The appellant deposed that he had continued to meet all monthly interest and penalty interest rates charged by the respondent (although he disagreed with the respondent's right to charge him penalty interest).[11] He deposed:[12]
58.I verily believe that there is a strong and arguable defence to the [respondent's] claim based on my reliance on the representations made by Mike and Richard. If they had not made those representations, I would have taken out a longer term (20 to 30 year) principal and interest loan which were available at the time I took out the loan with the [respondent].
[11] Appellant's Affidavit, par 57.
[12] Appellant's Affidavit, par 58.
The master's decision
In granting summary judgment for the respondent, the master referred to the appellant's argument that the representations of the respondent's agents gave rise to a promissory estoppel. The master held that:[13]
The [appellant's] difficulty in running this argument is settling upon precisely what promise was made by the [respondent]. It cannot be that the [respondent] agreed to roll over the loan in perpetuity. During the course of his argument the [appellant] mentioned that it was a possibility the [respondent] would decide that any roll over would be on slightly different terms – that is to say the [respondent] might have required repayment of principle and interest on any renewed loan. Put at its highest, it would seem the [respondent] assured the [appellant] that if he was not in default of the loan when the term of the loan expired, the [respondent] would look favourably on providing another loan on similar terms. It is difficult to see how the obligation undertaken by the [respondent] could extend any further – after all the loan was by its terms for a fixed period and all parties must have been aware that at the end of that period something more would need to be done if the borrowing was to continue. (emphasis added)
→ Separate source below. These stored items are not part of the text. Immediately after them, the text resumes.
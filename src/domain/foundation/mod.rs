//! Foundation value objects shared across the domain.

mod errors;
mod events;
mod identity;
mod ids;
mod timestamp;

pub use errors::{DomainError, ErrorCode};
pub use events::{EventEnvelope, MessageId, TaskEventFields, TaskEventKind};
pub use identity::VerifiedIdentity;
pub use ids::{NotificationId, OwnerId, TaskId};
pub use timestamp::Timestamp;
[13] Rural Bank Ltd v Fels [2019] WASC 110 (Primary Decision) [8].
The master referred to evidence that the respondent had requested financial information from the appellant with a view to providing a new loan, and that the appellant had not provided that information or explained why he had not done so.[14] The master held that it was clear that the appellant had no defence to the action.[15]
[14] Primary Decision [9].
[15] Primary Decision [10].
The appellant's appeal
The appellant appeals against the master's summary judgment decision on four grounds.
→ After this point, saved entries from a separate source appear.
//! Task entity and input validation.

use serde::{Deserialize, Serialize};
use std::fmt;

use super::foundation::{DomainError, OwnerId, TaskId, Timestamp};

/// Maximum length of a task title.
pub const TITLE_MAX_LEN: usize = 200;

/// Maximum length of a task description.
pub const DESCRIPTION_MAX_LEN: usize = 2000;

/// Lifecycle status of a task.
#[derive(Debug, Clone, Copy, PartialEq, Eq, Serialize, Deserialize)]
pub enum TaskStatus {
    Open,
    Done,
}

impl TaskStatus {
    /// Returns the storage representation.
    pub const fn as_str(&self) -> &'static str {
        match self {
            TaskStatus::Open => "OPEN",
            TaskStatus::Done => "DONE",
        }
    }

    /// Parses the storage representation.
    pub fn parse(s: &str) -> Result<Self, DomainError> {
        match s {
            "OPEN" => Ok(TaskStatus::Open),
            "DONE" => Ok(TaskStatus::Done),
            other => Err(DomainError::validation(
                "status",
                format!("Status must be OPEN or DONE, got '{}'", other),
            )),
        }
    }
}

impl fmt::Display for TaskStatus {
    fn fmt(&self, f: &mut fmt::Formatter<'_>) -> fmt::Result {
        write!(f, "{}", self.as_str())
    }
}

/// A task owned by a single identity.
///
/// Timestamps are server-assigned by the store, so two instances of this
/// service never disagree about creation order for the same owner.
#[derive(Debug, Clone, Serialize, Deserialize)]
pub struct Task {
    pub id: TaskId,
    pub owner_id: OwnerId,
    pub title: String,
    pub description: String,
    pub status: TaskStatus,
    pub created_at: Timestamp,
    pub updated_at: Timestamp,
}

/// Validated input for creating a task.
#[derive(Debug, Clone)]
pub struct NewTask {
    pub id: TaskId,
    pub owner_id: OwnerId,
    pub title: String,
    pub description: String,
}

impl NewTask {
    /// Validates creation input. New tasks always start `Open`.
    pub fn validated(
        owner_id: OwnerId,
        title: impl Into<String>,
        description: impl Into<String>,
    ) -> Result<Self, DomainError> {
        let title = title.into();
        let description = description.into();

        validate_title(&title)?;
        validate_description(&description)?;

        Ok(Self {
            id: TaskId::new(),
            owner_id,
            title,
            description,
        })
    }
}

/// Validated partial update. Any subset of fields may be present; an empty
/// patch is legal and only bumps `updated_at`.
#[derive(Debug, Clone, Default)]
pub struct TaskPatch {
    pub title: Option<String>,
    pub description: Option<String>,
    pub status: Option<TaskStatus>,
}

impl TaskPatch {
    /// Validates whichever fields are present.
    pub fn validated(
        title: Option<String>,
        description: Option<String>,
        status: Option<TaskStatus>,
    ) -> Result<Self, DomainError> {
        if let Some(title) = &title {
            validate_title(title)?;
        }
        if let Some(description) = &description {
            validate_description(description)?;
        }
        Ok(Self {
            title,
            description,
            status,
        })
    }
}

fn validate_title(title: &str) -> Result<(), DomainError> {
    if title.trim().is_empty() {
        return Err(DomainError::validation("title", "Title cannot be empty"));
    }
    if title.chars().count() > TITLE_MAX_LEN {
        return Err(DomainError::validation(
            "title",
            format!("Title cannot exceed {} characters", TITLE_MAX_LEN),
        ));
    }
    Ok(())
}

fn validate_description(description: &str) -> Result<(), DomainError> {
    if description.chars().count() > DESCRIPTION_MAX_LEN {
        return Err(DomainError::validation(
            "description",
            format!("Description cannot exceed {} characters", DESCRIPTION_MAX_LEN),
        ));
    }
    Ok(())
}

#[cfg(test)]
mod tests {
    use super::*;
    use proptest::prelude::*;

    fn owner() -> OwnerId {
        OwnerId::new("u1").unwrap()
    }

    #[test]
    fn new_task_accepts_valid_input() {
        let task = NewTask::validated(owner(), "Buy milk", "2 liters").unwrap();
        assert_eq!(task.title, "Buy milk");
        assert_eq!(task.description, "2 liters");
    }

    #[test]
    fn new_task_allows_empty_description() {
        assert!(NewTask::validated(owner(), "Buy milk", "").is_ok());
    }

    #[test]
    fn new_task_rejects_empty_title() {
        let err = NewTask::validated(owner(), "", "").unwrap_err();
        assert_eq!(err.details.get("field"), Some(&"title".to_string()));
    }

    #[test]
    fn new_task_rejects_overlong_title() {
        let title = "x".repeat(TITLE_MAX_LEN + 1);
        assert!(NewTask::validated(owner(), title, "").is_err());
    }

    #[test]
    fn new_task_rejects_overlong_description() {
        let description = "x".repeat(DESCRIPTION_MAX_LEN + 1);
        let err = NewTask::validated(owner(), "ok", description).unwrap_err();
        assert_eq!(err.details.get("field"), Some(&"description".to_string()));
    }

    #[test]
    fn patch_validates_present_fields_only() {
        assert!(TaskPatch::validated(None, None, None).is_ok());
        assert!(TaskPatch::validated(Some(String::new()), None, None).is_err());
        assert!(TaskPatch::validated(None, None, Some(TaskStatus::Done)).is_ok());
    }

    #[test]
    fn status_round_trips_through_storage_form() {
        assert_eq!(TaskStatus::parse("OPEN").unwrap(), TaskStatus::Open);
        assert_eq!(TaskStatus::parse("DONE").unwrap(), TaskStatus::Done);
        assert!(TaskStatus::parse("done").is_err());
    }

    proptest! {
        #[test]
        fn titles_within_bounds_always_validate(title in "[a-zA-Z0-9 ]{1,200}") {
            prop_assume!(!title.trim().is_empty());
            prop_assert!(NewTask::validated(owner(), title, "").is_ok());
        }

        #[test]
        fn titles_over_bounds_never_validate(extra in 1usize..50) {
            let title = "x".repeat(TITLE_MAX_LEN + extra);
            prop_assert!(NewTask::validated(owner(), title, "").is_err());
        }
    }
}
Ground 1 in effect contends that the master erred in finding that the appellant's case was, put at its highest, that the respondent's agent represented that, if the appellant was not in default, the respondent would look favourably on providing another loan on similar terms. That finding is said to be contrary to the appellant's evidence that the respondent's agents represented that the loan would be rolled over if he was not in default. Ground 2 contends that the master erred in allowing submissions from the bar table by an unrepresented litigant to influence his assessment of what the appellant's case was on the evidence.
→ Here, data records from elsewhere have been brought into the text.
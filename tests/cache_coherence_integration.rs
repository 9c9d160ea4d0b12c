//! Cache coherence across the mutation paths: a same-owner read after any
//! committed mutation must reflect that mutation, regardless of what was
//! cached before it.

use std::sync::Arc;
use std::time::Duration;

use taskline::adapters::cache::InMemoryListCache;
use taskline::adapters::events::InMemoryEventBus;
use taskline::adapters::memory::InMemoryTaskRepository;
use taskline::application::tasks::{
    CompleteTaskCommand, CompleteTaskHandler, CreateTaskCommand, CreateTaskHandler,
    DeleteTaskCommand, DeleteTaskHandler, ListTasksHandler,
};
use taskline::domain::foundation::OwnerId;
use taskline::domain::task::TaskStatus;
use taskline::ports::{task_list_key, ListCache};

const TTL: Duration = Duration::from_secs(30);

struct Stack {
    tasks: Arc<InMemoryTaskRepository>,
    cache: Arc<InMemoryListCache>,
    bus: Arc<InMemoryEventBus>,
}

impl Stack {
    fn new() -> Self {
        Self {
            tasks: Arc::new(InMemoryTaskRepository::new()),
            cache: Arc::new(InMemoryListCache::new()),
            bus: Arc::new(InMemoryEventBus::new()),
        }
    }

    fn owner(&self) -> OwnerId {
        OwnerId::new("u1").unwrap()
    }

    fn create(&self) -> CreateTaskHandler {
        CreateTaskHandler::new(self.tasks.clone(), self.cache.clone(), self.bus.clone())
    }

    fn list(&self) -> ListTasksHandler {
        ListTasksHandler::new(self.tasks.clone(), self.cache.clone(), TTL)
    }

    async fn create_task(&self, title: &str) -> taskline::domain::task::Task {
        self.create()
            .handle(CreateTaskCommand {
                owner_id: self.owner(),
                title: title.to_string(),
                description: String::new(),
            })
            .await
            .unwrap()
    }
}

#[tokio::test]
async fn read_after_create_sees_the_new_task() {
    let stack = Stack::new();

    // Warm the cache with the empty list first.
    assert!(stack.list().handle(&stack.owner()).await.unwrap().is_empty());

    stack.create_task("Buy milk").await;

    let listed = stack.list().handle(&stack.owner()).await.unwrap();
    assert_eq!(listed.len(), 1);
    assert_eq!(listed[0].title, "Buy milk");
}

#[tokio::test]
async fn read_through_populates_and_serves_from_cache() {
    let stack = Stack::new();
    stack.create_task("Buy milk").await;

    let key = task_list_key(&stack.owner());
    assert_eq!(stack.cache.get(&key).await, None);

    stack.list().handle(&stack.owner()).await.unwrap();
    assert!(stack.cache.get(&key).await.is_some());

    // With the cache warm, a dead database goes unnoticed.
    stack.tasks.fail_writes(true);
    let listed = stack.list().handle(&stack.owner()).await.unwrap();
    assert_eq!(listed.len(), 1);
}

#[tokio::test]
async fn read_after_complete_sees_done_status() {
    let stack = Stack::new();
    let task = stack.create_task("Buy milk").await;

    // Cache the OPEN version.
    stack.list().handle(&stack.owner()).await.unwrap();

    CompleteTaskHandler::new(stack.tasks.clone(), stack.cache.clone(), stack.bus.clone())
        .handle(CompleteTaskCommand {
            owner_id: stack.owner(),
            id: task.id,
        })
        .await
        .unwrap();

    let listed = stack.list().handle(&stack.owner()).await.unwrap();
    assert_eq!(listed[0].status, TaskStatus::Done);
}

#[tokio::test]
async fn read_after_delete_sees_the_task_gone() {
    let stack = Stack::new();
    let task = stack.create_task("Buy milk").await;
    stack.list().handle(&stack.owner()).await.unwrap();

    DeleteTaskHandler::new(stack.tasks.clone(), stack.cache.clone(), stack.bus.clone())
        .handle(DeleteTaskCommand {
            owner_id: stack.owner(),
            id: task.id,
        })
        .await
        .unwrap();

    assert!(stack.list().handle(&stack.owner()).await.unwrap().is_empty());
}

#[tokio::test]
async fn broker_outage_never_blocks_mutations_or_reads() {
    let stack = Stack::new();
    stack.bus.fail_publishes(true);

    let task = stack.create_task("Buy milk").await;
    assert_eq!(task.title, "Buy milk");

    let listed = stack.list().handle(&stack.owner()).await.unwrap();
    assert_eq!(listed.len(), 1);
    assert!(stack.bus.published().is_empty());
}

#[tokio::test]
async fn mutation_only_invalidates_its_own_owner() {
    let stack = Stack::new();
    let other = OwnerId::new("u2").unwrap();
    let other_key = task_list_key(&other);
    stack
        .cache
        .set(&other_key, b"[]".to_vec(), Duration::from_secs(30))
        .await;

    stack.create_task("Buy milk").await;

    assert!(stack.cache.get(&other_key).await.is_some());
    assert_eq!(stack.cache.get(&task_list_key(&stack.owner())).await, None);
}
The respondent in effect concedes that these grounds are established, and does not seek to support the master's approach.[16] In our view, that concession is properly made. The appellant's evidence was to the effect that Mr Walter and Mr Gapper represented that the loan would be rolled over for a further 5 year term at the appellant's election if the appellant was not in default. The appellant's case should have been assessed by reference to that evidence.
[16] Respondent's submissions, pars 1 - 3 (white appeal book, p 18).
Ground 3 contends that the master erred in failing to find that the appellant had raised a triable issue based on the doctrine of promissory estoppel (or equitable estoppel). This is on the basis of the appellant's evidence that:[17]
(a) prior to entering into the 5 year loan agreement with the Respondent, it was represented to the Appellant by the Respondent that provided the loan was being serviced properly and was not in default it would be rolled over at the end of the loan term for a further 5 years ('Representation');
(b) the Appellant relied on the Representation to his detriment in that he did not enter into an available alternative loan facility under which the entire principal would not have been repayable at the expiry of a 5 year term;
(c) the loan had continued to be serviced properly and the Appellant had not defaulted in respect of the monthly loan repayments during the loan term; and
(d) the Respondent, contrary to the Representation, did not roll the loan facility over at the end of the term for a further 5 years but made demand for the repayment of the principal of the loan.
[17] White appeal book, p 4 - 5.
It will convenient to consider this ground in the context of dealing with the respondent's notice of contention.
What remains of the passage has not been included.